In his October 2000 conference address, The Challenge to
Become, Elder Dallin Oaks said, “The Apostle Paul taught that the Lord’s
teachings and teachers were given that we may all attain “the measure of the
stature of the fulness of Christ” (Eph.
4:13). This process requires far more than acquiring knowledge. It is not
even enough for us to be convinced of the
gospel; we must act and think so that we are converted by it.
In contrast to the institutions of the world, which teach us to know something, the gospel of Jesus
Christ challenges us to become something.”

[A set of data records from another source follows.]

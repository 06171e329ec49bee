//! PDF builders for tests

use lopdf::content::{Content, Operation};
use lopdf::{dictionary, Document, Object, Stream};

/// Content stream claiming FlateDecode that does not inflate
const BROKEN_FLATE: &[u8] = &[0x78, 0x9c, 0xff, 0xfe, 0x00, 0x13, 0x37, 0x00];

/// Build a PDF with one page per entry; each line of an entry becomes a text
/// object, and an empty entry yields a page without text.
pub(crate) fn pdf_with_pages(pages: &[&str]) -> Vec<u8> {
    let pages: Vec<Option<&str>> = pages.iter().copied().map(Some).collect();
    build_pdf(&pages)
}

/// Like [`pdf_with_pages`], but `None` pages carry a corrupt compressed
/// content stream.
pub(crate) fn pdf_with_broken_pages(pages: &[Option<&str>]) -> Vec<u8> {
    build_pdf(pages)
}

fn build_pdf(pages: &[Option<&str>]) -> Vec<u8> {
    let mut doc = Document::with_version("1.5");
    let pages_id = doc.new_object_id();
    let font_id = doc.add_object(dictionary! {
        "Type" => "Font",
        "Subtype" => "Type1",
        "BaseFont" => "Courier",
    });
    let resources_id = doc.add_object(dictionary! {
        "Font" => dictionary! {
            "F1" => font_id,
        },
    });

    let mut kids: Vec<Object> = Vec::new();
    for page in pages {
        let content_id = match page {
            Some(text) => doc.add_object(text_stream(text)),
            None => doc.add_object(Stream::new(
                dictionary! { "Filter" => "FlateDecode" },
                BROKEN_FLATE.to_vec(),
            )),
        };
        let page_id = doc.add_object(dictionary! {
            "Type" => "Page",
            "Parent" => pages_id,
            "Contents" => content_id,
            "Resources" => resources_id,
            "MediaBox" => vec![0.into(), 0.into(), 595.into(), 842.into()],
        });
        kids.push(page_id.into());
    }

    let count = kids.len() as i64;
    doc.objects.insert(
        pages_id,
        Object::Dictionary(dictionary! {
            "Type" => "Pages",
            "Kids" => kids,
            "Count" => count,
        }),
    );
    let catalog_id = doc.add_object(dictionary! {
        "Type" => "Catalog",
        "Pages" => pages_id,
    });
    doc.trailer.set("Root", catalog_id);

    let mut bytes = Vec::new();
    doc.save_to(&mut bytes).unwrap();
    bytes
}

fn text_stream(text: &str) -> Stream {
    let mut operations = Vec::new();
    for (i, line) in text.lines().enumerate() {
        operations.push(Operation::new("BT", vec![]));
        operations.push(Operation::new("Tf", vec!["F1".into(), 12.into()]));
        operations.push(Operation::new(
            "Td",
            vec![72.into(), (760 - 16 * i as i64).into()],
        ));
        operations.push(Operation::new("Tj", vec![Object::string_literal(line)]));
        operations.push(Operation::new("ET", vec![]));
    }

    let content = Content { operations };
    Stream::new(dictionary! {}, content.encode().unwrap())
}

He then goes on to delineate between having a testimony of
the gospel and being truly converted, stating that the Lord does not care so
much about what we have believed, but what we have become. “To testify,” he
says, “is to know and declare.” But the Lord is challenging us to do more than
that. We must be truly converted which
comes by doing and becoming.
Elder Oaks declares that the work of conversion is done in
our homes. He said, “Now is the time for
each of us to work toward our personal conversion, toward becoming what our
Heavenly Father desires us to become. As we do so, we should remember that our
family relationships—even more than our Church callings—are the setting in
which the most important part of that development can occur. The conversion we
must achieve requires us to be a good husband and father or a good wife and
mother. Being a successful Church leader is not enough. Exaltation is an
eternal family experience, and it is our mortal family experiences that are
best suited to prepare us for it.”
A measure of our success on this journey of conversion, said
Elder Oaks, is to have the spirit, to begin to see things the way the Lord and
our Father in Heaven see things, and to be able to hear their voice instead of
focusing on the worldly voices around us. If we are truly being converted, we are “doing
things in His way instead by the ways of the world.”